Por Elisandra Villela Gasparetto Sé
O envelhecimento populacional, o consequentemente aumento de doenças crônicas e a prevalência de demências no mundo, demonstram que é necessário utilizar critérios bem definidos para delimitar os sintomas de falhas de memória que vão do envelhecimento normal, às queixas do transtorno cognitivo leve, até a demência de Alzheimer propriamente.
A tentativa de definir os grupos dos pacientes com dificuldades de memória e sem ter iniciado uma demência e os grupo de pacientes com a provável doença de Alzheimer, fez surgir uma série de termos e definições ao longo dos últimos anos para classificar os diagnósticos com base em critérios de inclusão e exclusão.
O termo mais utilizado para definir a alteração cognitiva sem demência foi o Transtorno Cognitivo Leve (TCL) ou Comprometimento Cognitivo Leve (CCL). Atualmente, o uso dessas denominações refere-se à transição do envelhecimento normal para a fase prodômica da demência, ou seja, uma fase pré-sintomática da doença de Alzheimer. O tipo específico de CCL que se refere à Doença de Alzheimer (DA) inicial tem sido designado CCL amnéstico.
É importante destacar que muitas das queixas de memória dos idosos não estão atribuídas a transtornos cognitivos leves propriamente ditos e sim podem estar relacionados a outros fatores que prejudicam a memória, tais como, efeitos de medicamentos, estresse, distúrbios do sono, depressão, ansiedade e déficits sensoriais.
Os critérios diagnósticos para CCL inclui a presença de queixa subjetiva de memória confirmada pela família ou acompanhante durante a consulta médica. Além disso, o déficit de memória deve ser confirmado de modo objetivo por desempenho em teses cognitivas específicas e as demais funções cognitivas se encontrarem preservadas e as atividades de vida diária intactas e preservadas. Não existem exames de neuroimagem e nem exames laboratoriais que possam ser utilizados para o diagnóstico de CCL. Exames mais específicos devem ser solicitados dependendo de comorbidades, da apresentação clínica e da forma de evolução de cada quadro clínico.
Conforme estudos recentes, há fatores que caracterizam as duas fronteiras clinicas para definir os estágios dos sintomas para a progressão da demência. Na primeira fronteira clínica, que fica entre o envelhecimento normal e o CCL, no envelhecimento normal não vamos encontrar as alterações macroscópicas do cérebro, tais como a presença de plaquetas da proteína beta-amiloide, não tem queixas de memória e o indivíduo está com bom funcionamento da sua capacidade cognitiva geral e capacidade funcional. Entretanto, numa condição de início do CCL, a queixa de falhas de memória está presente, podem ocorrer alterações de outras funções cognitivas, mas a capacidade funcional está preservada, e pode estar presente também as alterações macroscópicas do cérebro identificado em exames de neuroimagem.

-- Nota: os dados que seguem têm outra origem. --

//! Configuration module
//!
//! Handles loading and saving commwire configuration: which protocol a
//! channel speaks and the parameters of each codec.

use serde::{Deserialize, Serialize};
use std::collections::BTreeMap;
use std::path::{Path, PathBuf};
use thiserror::Error;

use crate::protocol::jsonrpc::{ContentEncoding, JsonRpcTransport, Role};
use crate::protocol::{Charset, DEFAULT_MAX_MESSAGE_SIZE};

/// Configuration errors
#[derive(Error, Debug)]
pub enum ConfigError {
    #[error("IO error: {0}")]
    Io(#[from] std::io::Error),

    #[error("Parse error: {0}")]
    Parse(#[from] toml::de::Error),

    #[error("Serialize error: {0}")]
    Serialize(#[from] toml::ser::Error),

    #[error("Config file not found: {0}")]
    NotFound(PathBuf),
}

pub type ConfigResult<T> = Result<T, ConfigError>;

/// Main application configuration
#[derive(Debug, Clone, Default, Serialize, Deserialize)]
pub struct Config {
    /// General settings
    #[serde(default)]
    pub general: GeneralConfig,

    /// Protocol selection and codec settings
    #[serde(default)]
    pub protocol: ProtocolConfig,
}

/// General configuration
#[derive(Debug, Clone, Default, Serialize, Deserialize)]
pub struct GeneralConfig {
    /// Enable verbose logging
    #[serde(default)]
    pub verbose: bool,
}

/// Which codec a channel uses
#[derive(Debug, Clone, Copy, Default, PartialEq, Eq, Serialize, Deserialize)]
#[serde(rename_all = "lowercase")]
pub enum ProtocolKind {
    #[default]
    Sodep,
    #[serde(rename = "jsonrpc")]
    JsonRpc,
}

/// Protocol configuration
#[derive(Debug, Clone, Default, Serialize, Deserialize)]
pub struct ProtocolConfig {
    /// Codec to use
    #[serde(default)]
    pub kind: ProtocolKind,

    /// SODEP settings
    #[serde(default)]
    pub sodep: SodepConfig,

    /// JSON-RPC settings
    #[serde(default)]
    pub jsonrpc: JsonRpcConfig,
}

/// SODEP codec configuration
#[derive(Debug, Clone, Serialize, Deserialize)]
pub struct SodepConfig {
    /// String character set on the wire
    #[serde(default)]
    pub charset: Charset,
    /// Largest accepted message in bytes
    #[serde(default = "default_max_message_size")]
    pub max_message_size: usize,
}

impl Default for SodepConfig {
    fn default() -> Self {
        Self {
            charset: Charset::default(),
            max_message_size: default_max_message_size(),
        }
    }
}

/// JSON-RPC configuration
#[derive(Debug, Clone, Serialize, Deserialize)]
pub struct JsonRpcConfig {
    /// Whether this end sends requests or answers them
    #[serde(default)]
    pub role: Role,
    /// Message framing: HTTP/1.1 or bare `Content-Length` headers
    #[serde(default)]
    pub transport: JsonRpcTransport,
    /// Value of the Host header on requests
    #[serde(default = "default_host")]
    pub host: String,
    /// Request target of outgoing POSTs
    #[serde(default = "default_path")]
    pub path: String,
    /// Keep the connection open between exchanges
    #[serde(default = "default_true")]
    pub keep_alive: bool,
    /// Allow gzip/deflate content coding
    #[serde(default = "default_true")]
    pub compression: bool,
    /// Coding to request and use for outgoing requests
    #[serde(default)]
    pub request_compression: Option<ContentEncoding>,
    /// Log full wire messages at debug level
    #[serde(default)]
    pub debug: bool,
    /// Largest accepted message in bytes
    #[serde(default = "default_max_message_size")]
    pub max_message_size: usize,
    /// Operation name -> method name used on the wire
    #[serde(default)]
    pub aliases: BTreeMap<String, String>,
}

fn default_host() -> String {
    "localhost".to_string()
}

fn default_path() -> String {
    "/".to_string()
}

fn default_true() -> bool {
    true
}

fn default_max_message_size() -> usize {
    DEFAULT_MAX_MESSAGE_SIZE
}

impl Default for JsonRpcConfig {
    fn default() -> Self {
        Self {
            role: Role::default(),
            transport: JsonRpcTransport::default(),
            host: default_host(),
            path: default_path(),
            keep_alive: default_true(),
            compression: default_true(),
            request_compression: None,
            debug: false,
            max_message_size: default_max_message_size(),
            aliases: BTreeMap::new(),
        }
    }
}

impl Config {
    /// Load configuration from a file
    pub fn load(path: &Path) -> ConfigResult<Self> {
        if !path.exists() {
            return Err(ConfigError::NotFound(path.to_path_buf()));
        }

        let contents = std::fs::read_to_string(path)?;
        let config: Config = toml::from_str(&contents)?;
        Ok(config)
    }

    /// Load configuration from the default location
    pub fn load_default() -> ConfigResult<Self> {
        let config_paths = [
            dirs::config_dir().map(|p| p.join("commwire/config.toml")),
            Some(PathBuf::from("./commwire.toml")),
        ];

        for path in config_paths.iter().flatten() {
            if path.exists() {
                return Self::load(path);
            }
        }

        // Return default config if no file found
        Ok(Self::default())
    }

    /// Save configuration to a file
    pub fn save(&self, path: &Path) -> ConfigResult<()> {
        let contents = toml::to_string_pretty(self)?;

        if let Some(parent) = path.parent() {
            std::fs::create_dir_all(parent)?;
        }

        std::fs::write(path, contents)?;
        Ok(())
    }
}

/// Generate a sample configuration file
pub fn generate_sample_config() -> ConfigResult<String> {
    let config = Config {
        protocol: ProtocolConfig {
            kind: ProtocolKind::JsonRpc,
            jsonrpc: JsonRpcConfig {
                role: Role::Client,
                host: "api.example.com".to_string(),
                path: "/rpc".to_string(),
                request_compression: Some(ContentEncoding::Gzip),
                ..Default::default()
            },
            ..Default::default()
        },
        ..Default::default()
    };

    Ok(toml::to_string_pretty(&config)?)
}

#[cfg(test)]
mod tests {
    use super::*;
    use tempfile::NamedTempFile;

    #[test]
    fn test_default_config() {
        let config = Config::default();
        assert_eq!(config.protocol.kind, ProtocolKind::Sodep);
        assert_eq!(config.protocol.sodep.charset, Charset::Utf8);
        assert_eq!(config.protocol.jsonrpc.role, Role::Client);
        assert!(config.protocol.jsonrpc.compression);
    }

    #[test]
    fn test_save_and_load() {
        let mut config = Config::default();
        config.protocol.sodep.charset = Charset::Latin1;
        let file = NamedTempFile::new().unwrap();

        config.save(file.path()).unwrap();

        let loaded = Config::load(file.path()).unwrap();
        assert_eq!(loaded.protocol.sodep.charset, Charset::Latin1);
        assert_eq!(
            loaded.protocol.sodep.max_message_size,
            config.protocol.sodep.max_message_size
        );
    }

    #[test]
    fn test_sample_config() {
        let sample = generate_sample_config().unwrap();
        let parsed: Config = toml::from_str(&sample).unwrap();
        assert_eq!(parsed.protocol.kind, ProtocolKind::JsonRpc);
        assert_eq!(parsed.protocol.jsonrpc.path, "/rpc");
        assert_eq!(
            parsed.protocol.jsonrpc.request_compression,
            Some(ContentEncoding::Gzip)
        );
    }

    #[test]
    fn test_partial_file_uses_defaults() {
        let parsed: Config = toml::from_str(
            r#"
            [protocol]
            kind = "jsonrpc"

            [protocol.jsonrpc]
            role = "server"
            "#,
        )
        .unwrap();
        assert_eq!(parsed.protocol.jsonrpc.role, Role::Server);
        assert_eq!(parsed.protocol.jsonrpc.host, "localhost");
        assert!(parsed.protocol.jsonrpc.keep_alive);
    }

    #[test]
    fn test_lsp_transport_with_aliases() {
        let parsed: Config = toml::from_str(
            r#"
            [protocol]
            kind = "jsonrpc"

            [protocol.jsonrpc]
            role = "server"
            transport = "lsp"

            [protocol.jsonrpc.aliases]
            didOpen = "textDocument/didOpen"
            "#,
        )
        .unwrap();
        let jsonrpc = &parsed.protocol.jsonrpc;
        assert_eq!(jsonrpc.transport, JsonRpcTransport::Lsp);
        assert_eq!(jsonrpc.aliases["didOpen"], "textDocument/didOpen");
        assert_eq!(
            Config::default().protocol.jsonrpc.transport,
            JsonRpcTransport::Http
        );
    }

    #[test]
    fn test_missing_file() {
        let err = Config::load(Path::new("/nonexistent/commwire.toml")).unwrap_err();
        assert!(matches!(err, ConfigError::NotFound(_)));
    }
}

Na segunda fronteira clínica, segundo Jack & cols (2010), publicado na revista Lancet Neurology, a queixa está muito presente e as falhas de memória são persistentes durante alguns meses. A idade é um fator importante e as alterações estruturais do cérebro também são fatores preponderantes. A queixa de transtorno cognitivo está ligada ao transtorno cognitivo leve, à ansiedade, à depressão, ao uso de medicação e à própria demência.
Embora o Transtorno Cognitivo Subjetivo (TCS) não seja um preditor de demência, é muito importante que a pessoa que apresente queixas de dificuldades de memória, faça uma investigação detalhada com profissionais especializados para verificar se a ocorrência de perda de memória está presente há alguns anos. Se a pessoa tiver mais de 65 anos, também é um risco e as diferenças dos escores dos testes cognitivos também se torna fundamental acompanhar.
Estudos clínicos demonstraram que pessoas com TCS têm chance 4,5 vezes maior de progredir para transtorno cognitivo leve ou demência, a maior parte dos indivíduos declina em até 7 anos. Pessoas acima de 65 anos, com alterações estruturais cerebrais consistentes identificadas em exames de neuroimagem, com alterações em testes cognitivos na avaliação habitual, ou testes cognitivos normais, mas no limite inferior e alterações sutis de comportamento, indicam mais chance de conversão para doença prodrômica.
Essas informações e os dados de pesquisas reforçam cada vez mais a necessidade de se investir no envelhecimento ativo, na medicina preventiva, na promoção da saúde física e mental, na prevenção dos riscos de doenças crônicas e no envelhecimento saudável com qualidade de vida.
*Comorbidade: o termo é formado pelo prefixo latino "cum", que significa contiguidade, correlação, companhia, e pela palavra morbidade, que é a capacidade de produzir doença.